▶ [ASSIGNMENT]: Across the lines of the records below, how many have the string "Serialize" in them? Answer with the number alone.

▶ [DATA]:
▼

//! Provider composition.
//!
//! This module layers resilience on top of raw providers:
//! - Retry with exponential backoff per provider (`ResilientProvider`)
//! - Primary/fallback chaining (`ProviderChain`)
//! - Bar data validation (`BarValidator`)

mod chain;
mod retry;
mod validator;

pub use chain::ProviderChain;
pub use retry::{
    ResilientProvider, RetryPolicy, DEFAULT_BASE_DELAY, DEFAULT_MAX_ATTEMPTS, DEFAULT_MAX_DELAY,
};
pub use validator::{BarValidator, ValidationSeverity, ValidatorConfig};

▲
▼

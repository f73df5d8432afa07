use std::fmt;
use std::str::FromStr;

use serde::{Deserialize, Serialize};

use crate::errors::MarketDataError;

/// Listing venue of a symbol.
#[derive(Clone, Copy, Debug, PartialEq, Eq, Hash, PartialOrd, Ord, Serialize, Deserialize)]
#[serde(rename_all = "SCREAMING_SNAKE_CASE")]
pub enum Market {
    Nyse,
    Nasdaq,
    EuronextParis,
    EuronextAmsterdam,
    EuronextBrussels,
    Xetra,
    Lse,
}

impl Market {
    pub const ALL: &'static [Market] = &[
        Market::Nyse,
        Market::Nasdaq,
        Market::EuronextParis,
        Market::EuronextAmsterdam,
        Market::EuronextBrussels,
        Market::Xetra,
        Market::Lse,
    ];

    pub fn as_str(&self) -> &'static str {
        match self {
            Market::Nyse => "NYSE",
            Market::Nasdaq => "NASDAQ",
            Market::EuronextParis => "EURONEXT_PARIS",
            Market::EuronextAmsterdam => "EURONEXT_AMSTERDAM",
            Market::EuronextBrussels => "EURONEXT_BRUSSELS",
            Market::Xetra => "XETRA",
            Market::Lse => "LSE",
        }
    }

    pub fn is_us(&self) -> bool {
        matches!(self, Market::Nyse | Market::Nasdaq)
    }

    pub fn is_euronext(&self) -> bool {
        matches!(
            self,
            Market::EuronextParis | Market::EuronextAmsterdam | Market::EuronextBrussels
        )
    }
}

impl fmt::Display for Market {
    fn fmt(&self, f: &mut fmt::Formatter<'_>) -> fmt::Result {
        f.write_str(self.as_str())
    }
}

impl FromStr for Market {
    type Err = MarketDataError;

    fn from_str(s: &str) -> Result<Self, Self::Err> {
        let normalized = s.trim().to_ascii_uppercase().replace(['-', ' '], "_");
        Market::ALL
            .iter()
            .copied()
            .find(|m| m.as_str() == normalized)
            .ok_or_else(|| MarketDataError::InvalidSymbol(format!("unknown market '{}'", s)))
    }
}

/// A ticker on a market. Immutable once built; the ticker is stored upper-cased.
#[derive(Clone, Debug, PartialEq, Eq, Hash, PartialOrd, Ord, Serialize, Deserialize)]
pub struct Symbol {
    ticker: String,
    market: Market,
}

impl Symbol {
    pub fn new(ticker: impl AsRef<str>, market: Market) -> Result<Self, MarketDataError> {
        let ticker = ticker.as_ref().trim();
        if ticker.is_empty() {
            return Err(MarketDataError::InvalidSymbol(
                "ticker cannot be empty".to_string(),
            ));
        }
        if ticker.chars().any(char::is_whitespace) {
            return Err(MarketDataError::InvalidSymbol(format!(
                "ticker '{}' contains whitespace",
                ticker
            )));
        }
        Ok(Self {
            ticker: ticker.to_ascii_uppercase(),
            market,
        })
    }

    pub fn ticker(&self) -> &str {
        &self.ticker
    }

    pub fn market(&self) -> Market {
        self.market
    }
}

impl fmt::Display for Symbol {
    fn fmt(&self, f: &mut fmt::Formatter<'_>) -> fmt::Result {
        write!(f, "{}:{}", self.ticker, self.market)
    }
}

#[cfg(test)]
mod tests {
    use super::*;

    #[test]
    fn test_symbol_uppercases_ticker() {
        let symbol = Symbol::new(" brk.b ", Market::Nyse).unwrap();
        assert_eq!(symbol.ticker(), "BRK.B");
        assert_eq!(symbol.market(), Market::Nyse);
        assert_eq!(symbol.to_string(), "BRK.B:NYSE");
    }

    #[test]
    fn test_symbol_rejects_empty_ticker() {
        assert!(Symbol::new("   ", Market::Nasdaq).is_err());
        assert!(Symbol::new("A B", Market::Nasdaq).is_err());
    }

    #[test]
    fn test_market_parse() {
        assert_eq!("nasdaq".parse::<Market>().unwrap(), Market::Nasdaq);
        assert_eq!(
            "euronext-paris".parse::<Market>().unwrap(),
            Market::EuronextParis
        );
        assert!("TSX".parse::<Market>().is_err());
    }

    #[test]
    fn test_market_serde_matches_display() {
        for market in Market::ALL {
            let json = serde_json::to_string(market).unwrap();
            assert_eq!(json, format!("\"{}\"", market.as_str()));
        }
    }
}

▲

▶ [EXERCISE RESULT]: 3